__AIM OF THE TASK__
The full listing below should be returned without a single change.

__DATA FOR THIS EXERCISE__
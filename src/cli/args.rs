//! CLI argument definitions using clap
//!
//! Commands:
//! - roomwarden [serve] [--config <path>] [--port <port>] ...
//! - roomwarden create-admin [--username <name>] [--password <pw>]
//! - roomwarden list-admins
//!
//! Running without a subcommand serves.

use std::path::PathBuf;

use clap::{Args, Parser, Subcommand};

use crate::config::Config;

/// Roomwarden - shared room board with reviewer-voted access requests
#[derive(Parser, Debug)]
#[command(name = "roomwarden")]
#[command(version, about, long_about = None)]
#[command(args_conflicts_with_subcommands = true)]
pub struct Cli {
    #[command(subcommand)]
    pub command: Option<Command>,

    #[command(flatten)]
    pub serve: ServeArgs,
}

#[derive(Subcommand, Debug)]
pub enum Command {
    /// Start the HTTP server
    Serve(ServeArgs),

    /// Register an admin (prompts for missing fields)
    CreateAdmin {
        #[command(flatten)]
        store: StoreArgs,

        /// Admin username
        #[arg(long)]
        username: Option<String>,

        /// Admin password
        #[arg(long)]
        password: Option<String>,
    },

    /// Print registered admins as JSON
    ListAdmins {
        #[command(flatten)]
        store: StoreArgs,
    },
}

/// Config file and database location
#[derive(Args, Debug, Clone, Default)]
pub struct StoreArgs {
    /// Path to JSON configuration file
    #[arg(long)]
    pub config: Option<PathBuf>,

    /// SQLite database file
    #[arg(long, env = "DB_PATH")]
    pub db_path: Option<PathBuf>,
}

impl StoreArgs {
    /// Apply overrides on top of file values
    pub fn apply(&self, config: &mut Config) {
        if let Some(db_path) = &self.db_path {
            config.db_path = db_path.clone();
        }
    }
}

#[derive(Args, Debug, Clone, Default)]
pub struct ServeArgs {
    #[command(flatten)]
    pub store: StoreArgs,

    /// Port to listen on
    #[arg(long, env = "PORT")]
    pub port: Option<u16>,

    /// Session token signing secret
    #[arg(long, env = "JWT_SECRET", hide_env_values = true)]
    pub jwt_secret: Option<String>,

    /// Display name of the room
    #[arg(long, env = "ROOM_NAME")]
    pub room_name: Option<String>,

    /// Directory with index.html and admin.html
    #[arg(long, env = "ROOMWARDEN_PUBLIC_DIR")]
    pub public_dir: Option<PathBuf>,

    /// Log filter used when RUST_LOG is unset
    #[arg(long)]
    pub log_level: Option<String>,
}

impl ServeArgs {
    /// Apply overrides on top of file values
    pub fn apply(&self, config: &mut Config) {
        self.store.apply(config);

        if let Some(port) = self.port {
            config.server.port = port;
        }
        if let Some(secret) = &self.jwt_secret {
            config.auth.jwt_secret = secret.clone();
        }
        if let Some(room_name) = &self.room_name {
            config.room_name = room_name.clone();
        }
        if let Some(public_dir) = &self.public_dir {
            config.server.public_dir = public_dir.clone();
        }
        if let Some(level) = &self.log_level {
            config.log_level = level.clone();
        }
    }
}

impl Cli {
    /// Parse command line arguments
    pub fn parse_args() -> Self {
        Cli::parse()
    }

    /// The command to run; bare invocation serves
    pub fn into_command(self) -> Command {
        self.command.unwrap_or(Command::Serve(self.serve))
    }
}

__OUTPUT OF THE EXERCISE__
filename src/cli/args.rs
//! CLI argument definitions using clap
//!
//! Commands:
//! - roomwarden [serve] [--config <path>] [--port <port>] ...
//! - roomwarden create-admin [--username <name>] [--password <pw>]
//! - roomwarden list-admins
//!
//! Running without a subcommand serves.

use std::path::PathBuf;

use clap::{Args, Parser, Subcommand};

use crate::config::Config;

/// Roomwarden - shared room board with reviewer-voted access requests
#[derive(Parser, Debug)]
#[command(name = "roomwarden")]
#[command(version, about, long_about = None)]
#[command(args_conflicts_with_subcommands = true)]
pub struct Cli {
    #[command(subcommand)]
    pub command: Option<Command>,

    #[command(flatten)]
    pub serve: ServeArgs,
}

#[derive(Subcommand, Debug)]
pub enum Command {
    /// Start the HTTP server
    Serve(ServeArgs),

    /// Register an admin (prompts for missing fields)
    CreateAdmin {
        #[command(flatten)]
        store: StoreArgs,

        /// Admin username
        #[arg(long)]
        username: Option<String>,

        /// Admin password
        #[arg(long)]
        password: Option<String>,
    },

    /// Print registered admins as JSON
    ListAdmins {
        #[command(flatten)]
        store: StoreArgs,
    },
}

/// Config file and database location
#[derive(Args, Debug, Clone, Default)]
pub struct StoreArgs {
    /// Path to JSON configuration file
    #[arg(long)]
    pub config: Option<PathBuf>,

    /// SQLite database file
    #[arg(long, env = "DB_PATH")]
    pub db_path: Option<PathBuf>,
}

impl StoreArgs {
    /// Apply overrides on top of file values
    pub fn apply(&self, config: &mut Config) {
        if let Some(db_path) = &self.db_path {
            config.db_path = db_path.clone();
        }
    }
}

#[derive(Args, Debug, Clone, Default)]
pub struct ServeArgs {
    #[command(flatten)]
    pub store: StoreArgs,

    /// Port to listen on
    #[arg(long, env = "PORT")]
    pub port: Option<u16>,

    /// Session token signing secret
    #[arg(long, env = "JWT_SECRET", hide_env_values = true)]
    pub jwt_secret: Option<String>,

    /// Display name of the room
    #[arg(long, env = "ROOM_NAME")]
    pub room_name: Option<String>,

    /// Directory with index.html and admin.html
    #[arg(long, env = "ROOMWARDEN_PUBLIC_DIR")]
    pub public_dir: Option<PathBuf>,

    /// Log filter used when RUST_LOG is unset
    #[arg(long)]
    pub log_level: Option<String>,
}

impl ServeArgs {
    /// Apply overrides on top of file values
    pub fn apply(&self, config: &mut Config) {
        self.store.apply(config);

        if let Some(port) = self.port {
            config.server.port = port;
        }
        if let Some(secret) = &self.jwt_secret {
            config.auth.jwt_secret = secret.clone();
        }
        if let Some(room_name) = &self.room_name {
            config.room_name = room_name.clone();
        }
        if let Some(public_dir) = &self.public_dir {
            config.server.public_dir = public_dir.clone();
        }
        if let Some(level) = &self.log_level {
            config.log_level = level.clone();
        }
    }
}

impl Cli {
    /// Parse command line arguments
    pub fn parse_args() -> Self {
        Cli::parse()
    }

    /// The command to run; bare invocation serves
    pub fn into_command(self) -> Command {
        self.command.unwrap_or(Command::Serve(self.serve))
    }
}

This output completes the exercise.